マウスに抗生物質を投与し腸内細菌を除去すると、短鎖脂肪酸は著しく減ったことから、これらの短鎖脂肪酸は腸内細菌によって作られたことが分かった。
さらにメトホルミンを与えたマウスでは、便の短鎖脂肪酸の13C含有率はさらに上昇したことから、この実験でもメトホルミンが腸へのブドウ糖排出を促すことが確かめられた。

[右]今回、それとは別に人は糖を腸に排出することにより腸内細菌に栄養を与え、短鎖脂肪酸を作らせているという新しいメカニズムがあることが明らかになった。
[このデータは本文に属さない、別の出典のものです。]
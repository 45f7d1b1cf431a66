//! Error types and result alias for the bus runtime.
//!
//! One structured error enum covers every failure kind the façade can
//! surface, with contextual helper constructors and categorization
//! predicates for logging and metrics.

// Layer 1: Standard library imports
use std::error::Error as StdError;
use std::fmt;
use std::sync::Arc;
use std::time::Duration;

// Layer 2: Third-party crate imports
use thiserror::Error;

// Layer 3: Internal module imports
use crate::util::MessageId;

/// Result type alias for bus operations.
pub type BusResult<T> = Result<T, BusError>;

/// Comprehensive error types for dispatch and external-bus operations.
///
/// The variants are failure *kinds*, not collaborator types: a missing
/// mapper and a missing outbox both surface as [`BusError::Configuration`],
/// while a handler-raised error travels unchanged inside
/// [`BusError::User`].
#[derive(Error, Debug, Clone)]
pub enum BusError {
    /// A required collaborator was not configured
    #[error("Configuration error: {reason}")]
    Configuration { reason: String },

    /// The caller violated an invariant (handler count, zero timeout)
    #[error("Contract violation: {reason}")]
    Contract { reason: String },

    /// An outbox id had no corresponding entry
    #[error("Message not found in outbox: {id}")]
    NotFound { id: MessageId },

    /// Cooperative cancellation was observed before completion
    #[error("Operation cancelled")]
    Cancelled,

    /// Publish fan-out collected one or more handler failures
    #[error("Publish failed: {} handler error(s)", .errors.len())]
    Aggregate { errors: Vec<BusError> },

    /// A blocking receive exhausted its budget
    #[error("Timed out after {elapsed:?}")]
    Timeout { elapsed: Duration },

    /// A middleware rejected the request or failed while processing it
    #[error("Middleware '{middleware}' failed: {reason}")]
    Middleware { middleware: String, reason: String },

    /// Producer, outbox, or channel I/O failed
    #[error("Transport failure during {operation}: {reason}")]
    Transport { operation: String, reason: String },

    /// A handler-raised error, propagated unchanged
    #[error("Handler error: {0}")]
    User(Arc<dyn StdError + Send + Sync + 'static>),
}

/// Plain-string handler failure for callers without a richer error type.
#[derive(Debug)]
struct HandlerFailure(String);

impl fmt::Display for HandlerFailure {
    fn fmt(&self, f: &mut fmt::Formatter<'_>) -> fmt::Result {
        write!(f, "{}", self.0)
    }
}

impl StdError for HandlerFailure {}

impl BusError {
    /// Creates a new configuration error.
    pub fn configuration(reason: impl Into<String>) -> Self {
        Self::Configuration {
            reason: reason.into(),
        }
    }

    /// Creates a new contract violation error.
    pub fn contract(reason: impl Into<String>) -> Self {
        Self::Contract {
            reason: reason.into(),
        }
    }

    /// Creates a new middleware failure error.
    pub fn middleware(middleware: impl Into<String>, reason: impl Into<String>) -> Self {
        Self::Middleware {
            middleware: middleware.into(),
            reason: reason.into(),
        }
    }

    /// Creates a new transport failure error.
    pub fn transport(operation: impl Into<String>, reason: impl Into<String>) -> Self {
        Self::Transport {
            operation: operation.into(),
            reason: reason.into(),
        }
    }

    /// Wraps a handler-raised error.
    pub fn user(source: impl StdError + Send + Sync + 'static) -> Self {
        Self::User(Arc::new(source))
    }

    /// Wraps a plain-string handler failure.
    pub fn user_message(reason: impl Into<String>) -> Self {
        Self::User(Arc::new(HandlerFailure(reason.into())))
    }

    /// Returns true if this error represents a configuration failure.
    pub fn is_configuration(&self) -> bool {
        matches!(self, BusError::Configuration { .. })
    }

    /// Returns true if this error represents a caller contract violation.
    pub fn is_contract(&self) -> bool {
        matches!(self, BusError::Contract { .. })
    }

    /// Returns true if this error represents a missing outbox entry.
    pub fn is_not_found(&self) -> bool {
        matches!(self, BusError::NotFound { .. })
    }

    /// Returns true if this error represents cooperative cancellation.
    pub fn is_cancelled(&self) -> bool {
        matches!(self, BusError::Cancelled)
    }

    /// Returns true if this error carries aggregated publish failures.
    pub fn is_aggregate(&self) -> bool {
        matches!(self, BusError::Aggregate { .. })
    }

    /// Returns true if this error should be retried automatically.
    pub fn is_retryable(&self) -> bool {
        matches!(
            self,
            BusError::Transport { .. } | BusError::Timeout { .. }
        )
    }

    /// Returns the error category for logging and metrics.
    pub fn category(&self) -> &'static str {
        match self {
            BusError::Configuration { .. } => "configuration",
            BusError::Contract { .. } => "contract",
            BusError::NotFound { .. } => "not-found",
            BusError::Cancelled => "cancellation",
            BusError::Aggregate { .. } => "aggregate",
            BusError::Timeout { .. } => "timeout",
            BusError::Middleware { .. } => "middleware",
            BusError::Transport { .. } => "transport",
            BusError::User(_) => "user",
        }
    }
}

#[cfg(test)]
mod tests {
    use super::*;

    #[test]
    fn test_error_constructors() {
        let cfg_err = BusError::configuration("no outbox configured");
        assert!(cfg_err.is_configuration());
        assert_eq!(cfg_err.category(), "configuration");

        let contract_err = BusError::contract("expected exactly one handler");
        assert!(contract_err.is_contract());
        assert_eq!(contract_err.category(), "contract");

        let mw_err = BusError::middleware("inbox", "duplicate request");
        assert_eq!(mw_err.category(), "middleware");
    }

    #[test]
    fn test_error_categorization() {
        let transport_err = BusError::transport("produce", "connection refused");
        assert!(transport_err.is_retryable());
        assert_eq!(transport_err.category(), "transport");

        let user_err = BusError::user_message("boom");
        assert!(!user_err.is_retryable());
        assert_eq!(user_err.category(), "user");
    }

    #[test]
    fn test_error_display() {
        let cfg_err = BusError::configuration("no mapper for MyCommand");
        let msg = format!("{cfg_err}");
        assert!(msg.contains("Configuration error"));
        assert!(msg.contains("MyCommand"));

        let user_err = BusError::user_message("boom");
        assert!(format!("{user_err}").contains("boom"));
    }

    #[test]
    fn test_not_found_display() {
        let id = MessageId::new();
        let err = BusError::NotFound { id };
        assert!(err.to_string().contains(&id.to_string()));
        assert!(err.is_not_found());
    }

    #[test]
    fn test_aggregate_counts_inner_errors() {
        let err = BusError::Aggregate {
            errors: vec![
                BusError::user_message("first"),
                BusError::user_message("second"),
            ],
        };
        assert!(err.is_aggregate());
        assert!(err.to_string().contains('2'));
    }

    #[test]
    fn test_cancelled_category() {
        let err = BusError::Cancelled;
        assert!(err.is_cancelled());
        assert_eq!(err.category(), "cancellation");
    }

    #[test]
    fn test_error_is_send_sync() {
        fn assert_send_sync<T: Send + Sync>() {}
        assert_send_sync::<BusError>();
    }

    #[test]
    fn test_error_clone_keeps_user_source() {
        let err = BusError::user_message("boom");
        let cloned = err.clone();
        assert_eq!(err.to_string(), cloned.to_string());
    }
}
メトホルミンは腸へのブドウ糖排出を強める。
腸への糖排出による人と腸内細菌の新しい共生関係を発見
これまで、人をはじめとした動物は、自分達が消化できない食物繊維を食事としてとり、それを腸内細菌に栄養として与え、その副産物としてできる短鎖脂肪酸を利用していると考えられてきた。これが健康維持ために食物繊維を取ることが薦められる理由のひとつだ。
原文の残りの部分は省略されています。